(Work order): Look below for the line holding "self.y += 1;" and the line holding "encoder.set_depth(png::BitDepth::Eight);". Transcribe exactly those lines and all lines between them, nothing more.

(Dataset extract):
* * * * *

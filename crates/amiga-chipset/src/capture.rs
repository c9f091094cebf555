//! Headless capture: a rasterising sink with PNG output, and WAV output.

use std::error::Error;
use std::fs;
use std::io::BufWriter;
use std::path::Path;

use emu_core::ScanTarget;

use crate::output::PIXELS_PER_SLOT;

/// Pixel clocks in one line of 227 colour clocks.
pub const LINE_WIDTH: usize = 227 * PIXELS_PER_SLOT;
/// Enough rows for a long PAL field.
pub const MAX_LINES: usize = 313;

/// A sink that paints runs into an RGBA image, one row per line.
///
/// Every line is exactly [`LINE_WIDTH`] pixel clocks long, so the cursor
/// wraps by count; `frame_complete` returns it to the top.
pub struct FrameRecorder {
    rgba: Vec<u8>,
    x: usize,
    y: usize,
    frames: u64,
}

fn expand(colour: u16) -> [u8; 4] {
    let r = ((colour >> 8) & 0xF) as u8;
    let g = ((colour >> 4) & 0xF) as u8;
    let b = (colour & 0xF) as u8;
    [r * 0x11, g * 0x11, b * 0x11, 0xFF]
}

const BLACK: [u8; 4] = [0, 0, 0, 0xFF];
const BURST: [u8; 4] = [0x20, 0x20, 0x20, 0xFF];

impl FrameRecorder {
    #[must_use]
    pub fn new() -> Self {
        Self {
            rgba: vec![0; LINE_WIDTH * MAX_LINES * 4],
            x: 0,
            y: 0,
            frames: 0,
        }
    }

    #[must_use]
    pub fn frames(&self) -> u64 {
        self.frames
    }

    /// RGBA at `(x, y)`, or `None` off the image.
    #[must_use]
    pub fn pixel(&self, x: usize, y: usize) -> Option<[u8; 4]> {
        if x >= LINE_WIDTH || y >= MAX_LINES {
            return None;
        }
        let i = (y * LINE_WIDTH + x) * 4;
        let mut out = [0; 4];
        out.copy_from_slice(&self.rgba[i..i + 4]);
        Some(out)
    }

    fn plot(&mut self, rgba: [u8; 4]) {
        if self.y < MAX_LINES {
            let i = (self.y * LINE_WIDTH + self.x) * 4;
            self.rgba[i..i + 4].copy_from_slice(&rgba);
        }
        self.x += 1;
        if self.x == LINE_WIDTH {
            self.x = 0;
            self.y += 1;
        }
    }

    fn fill(&mut self, length: usize, rgba: [u8; 4]) {
        for _ in 0..length {
            self.plot(rgba);
        }
    }

    /// Save the last painted field as a PNG file.
    ///
    /// # Errors
    ///
    /// Returns an error if the file cannot be created or written.
    pub fn save_png(&self, path: &Path) -> Result<(), Box<dyn Error>> {
        let file = fs::File::create(path)?;
        let w = BufWriter::new(file);
        let mut encoder = png::Encoder::new(w, LINE_WIDTH as u32, MAX_LINES as u32);
        encoder.set_color(png::ColorType::Rgba);
        encoder.set_depth(png::BitDepth::Eight);
        let mut writer = encoder.write_header()?;
        writer.write_image_data(&self.rgba)?;
        Ok(())
    }
}

impl Default for FrameRecorder {
    fn default() -> Self {
        Self::new()
    }
}

impl ScanTarget for FrameRecorder {
    fn output_sync(&mut self, length: usize) {
        self.fill(length, BLACK);
    }

    fn output_blank(&mut self, length: usize) {
        self.fill(length, BLACK);
    }

    fn output_colour_burst(&mut self, length: usize) {
        self.fill(length, BURST);
    }

    fn output_level(&mut self, length: usize, colour: u16) {
        self.fill(length, expand(colour));
    }

    fn output_data(&mut self, pixels: &[u16]) {
        for &colour in pixels {
            self.plot(expand(colour));
        }
    }

    fn frame_complete(&mut self) {
        self.x = 0;
        self.y = 0;
        self.frames += 1;
    }
}

/// Write interleaved stereo samples as a 16-bit WAV file.
///
/// # Errors
///
/// Returns an error if the file cannot be created or written.
pub fn save_wav(samples: &[f32], sample_rate: u32, path: &Path) -> Result<(), Box<dyn Error>> {
    let spec = hound::WavSpec {
        channels: 2,
        sample_rate,
        bits_per_sample: 16,
        sample_format: hound::SampleFormat::Int,
    };

    let mut writer = hound::WavWriter::create(path, spec)?;
    for &sample in samples {
        let clamped = sample.clamp(-1.0, 1.0);
        let scaled = (clamped * f32::from(i16::MAX)) as i16;
        writer.write_sample(scaled)?;
    }
    writer.finalize()?;
    Ok(())
}
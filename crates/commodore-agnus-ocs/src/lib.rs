//! Commodore Agnus OCS: beam counter, DMA controller, copper and blitter.
//!
//! Agnus is the master DMA controller in the Original Chip Set (OCS). It owns
//! the chip bus, decides which DMA channel uses each slot, generates the beam
//! position counters, and contains the copper coprocessor and blitter.

mod agnus;
mod beam;
mod bitplanes;
mod blitter;
mod copper;
mod sprites;

pub use agnus::{
    Agnus, DMACON_AUD0EN, DMACON_BBUSY, DMACON_BLTEN, DMACON_BLTPRI, DMACON_BPLEN, DMACON_BZERO,
    DMACON_COPEN, DMACON_DMAEN, DMACON_DSKEN, DMACON_SPREN, SlotOwner, SlotRequests,
};
pub use beam::{Beam, BeamEvent, RasterPosition, VideoTiming};
pub use bitplanes::{BitplaneDma, BitplaneFetch, HIRES_DDF_TO_PLANE, LOWRES_DDF_TO_PLANE};
pub use blitter::{Blitter, Channel as BlitterChannel, minterm};
pub use copper::{COPCON_CDANG, Copper, State as CopperState};
pub use sprites::{SpriteDma, SpriteDmaState, SpriteRegister};
//! Shift register for a sprite pair.
//!
//! One nibble per lowres pixel: `(even sprite code << 2) | odd sprite code`.
//! The first pixel sits in the top nibble.

/// Which half of the pair a load targets.
#[derive(Debug, Clone, Copy, PartialEq, Eq)]
pub enum PairSide {
    Even,
    Odd,
}

impl PairSide {
    fn nibble_mask(self) -> u8 {
        match self {
            Self::Even => 0xC,
            Self::Odd => 0x3,
        }
    }
}

#[derive(Debug, Clone, Copy, Default)]
pub struct TwoSpriteShifter {
    data: u64,
    /// Pixels pushed past the end of `data` by a delayed load.
    overflow: u8,
}

impl TwoSpriteShifter {
    /// Load one sprite's DATA (`lsb`) and DATB (`msb`) words, optionally one
    /// pixel late.
    pub fn load(&mut self, side: PairSide, lsb: u16, msb: u16, delay: u8) {
        let shift = if side == PairSide::Even { 2 } else { 0 };
        let mut spread = 0u64;
        for pixel in 0..16 {
            let bit = 15 - pixel;
            let code = ((lsb >> bit) & 1) | (((msb >> bit) & 1) << 1);
            spread |= u64::from(code << shift) << (bit * 4);
        }

        let nibble = u64::from(side.nibble_mask());
        let mask = (0..16).fold(0u64, |mask, pixel| mask | (nibble << (pixel * 4)));
        let mask8 = (side.nibble_mask() << 4) | side.nibble_mask();

        let (data, overflow) = if delay == 0 {
            (spread, 0u8)
        } else {
            (spread >> 4, ((spread & 0xF) << 4) as u8)
        };
        self.data = (self.data & !mask) | (data & mask);
        self.overflow = (self.overflow & !mask8) | (overflow & mask8);
    }

    /// The next two lowres pixels as nibbles.
    #[must_use]
    pub fn get(&self) -> u8 {
        (self.data >> 56) as u8
    }

    /// Advance by two lowres pixels.
    pub fn shift(&mut self) {
        self.data = (self.data << 8) | u64::from(self.overflow);
        self.overflow = 0;
    }

    pub fn clear(&mut self) {
        self.data = 0;
        self.overflow = 0;
    }
}
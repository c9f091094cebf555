//! Collaborators outside the chipset.

/// The drive side of disk DMA: bitstream encoding, mechanics and media.
///
/// The chipset only moves decoded words. Words read from the disk surface
/// arrive through [`crate::Chipset::enqueue_disk_word`]; words written by
/// DMA are handed over here.
pub trait DiskController {
    /// Insert a disk image into `drive`.
    fn insert(&mut self, drive: usize, image: Vec<u8>);

    /// A word fetched from chip RAM by a disk write.
    fn write_word(&mut self, word: u16);
}
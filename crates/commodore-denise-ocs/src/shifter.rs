//! Bitplane shifter.
//!
//! Holds 16 pixels already combined across planes, one byte per pixel, with
//! the first pixel in the most significant byte. Each output step reads four
//! hires pixels and then moves on by one colour clock's worth of pixels.

/// Pixels that reach the output from the previous word when a new set is
/// loaded: one colour clock's worth.
const LOWRES_LEAD: u32 = 2;
const HIRES_LEAD: u32 = 4;

#[derive(Debug, Clone, Copy, Default)]
pub struct BitplaneShifter {
    data: u128,
    hires: bool,
    loaded: bool,
}

impl BitplaneShifter {
    /// Load from the previous and next word of each plane.
    ///
    /// `odd_delay` applies to planes 0, 2 and 4 and `even_delay` to planes
    /// 1, 3 and 5, both in lowres pixels as written to BPLCON1.
    pub fn set(
        &mut self,
        previous: &[u16; 6],
        next: &[u16; 6],
        odd_delay: u8,
        even_delay: u8,
        hires: bool,
    ) {
        let mut windows = [0u16; 6];
        for (plane, window) in windows.iter_mut().enumerate() {
            let delay = if plane % 2 == 0 { odd_delay } else { even_delay };
            let (lead, delay) = if hires {
                (HIRES_LEAD, u32::from(delay & 7) * 2)
            } else {
                (LOWRES_LEAD, u32::from(delay & 15))
            };
            let word = (u32::from(previous[plane]) << 16) | u32::from(next[plane]);
            *window = (word >> (lead + delay)) as u16;
        }

        let mut data = 0u128;
        for pixel in 0..16 {
            let bit = 15 - pixel;
            let mut index = 0u8;
            for (plane, window) in windows.iter().enumerate() {
                index |= (((window >> bit) & 1) as u8) << plane;
            }
            data |= u128::from(index) << (bit * 8);
        }
        self.data = data;
        self.hires = hires;
        self.loaded = true;
    }

    /// Four hires pixels, first in the top byte. Lowres pixels are doubled.
    #[must_use]
    pub fn get(&self) -> u32 {
        debug_assert!(self.loaded, "bitplane shifter read before it was set");
        if self.hires {
            (self.data >> 96) as u32
        } else {
            let first = ((self.data >> 120) & 0xFF) as u32;
            let second = ((self.data >> 112) & 0xFF) as u32;
            (first << 24) | (first << 16) | (second << 8) | second
        }
    }

    /// Advance by one colour clock: 2 lowres or 4 hires pixels.
    pub fn shift(&mut self) {
        self.data <<= if self.hires { 32 } else { 16 };
    }

    #[must_use]
    pub fn is_loaded(&self) -> bool {
        self.loaded
    }

    /// Empty the shifter at the start of a line.
    pub fn clear(&mut self) {
        self.data = 0;
        self.loaded = false;
    }
}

* * * * *

(Output of the task):
            self.y += 1;
        }
    }

    fn fill(&mut self, length: usize, rgba: [u8; 4]) {
        for _ in 0..length {
            self.plot(rgba);
        }
    }

    /// Save the last painted field as a PNG file.
    ///
    /// # Errors
    ///
    /// Returns an error if the file cannot be created or written.
    pub fn save_png(&self, path: &Path) -> Result<(), Box<dyn Error>> {
        let file = fs::File::create(path)?;
        let w = BufWriter::new(file);
        let mut encoder = png::Encoder::new(w, LINE_WIDTH as u32, MAX_LINES as u32);
        encoder.set_color(png::ColorType::Rgba);
        encoder.set_depth(png::BitDepth::Eight);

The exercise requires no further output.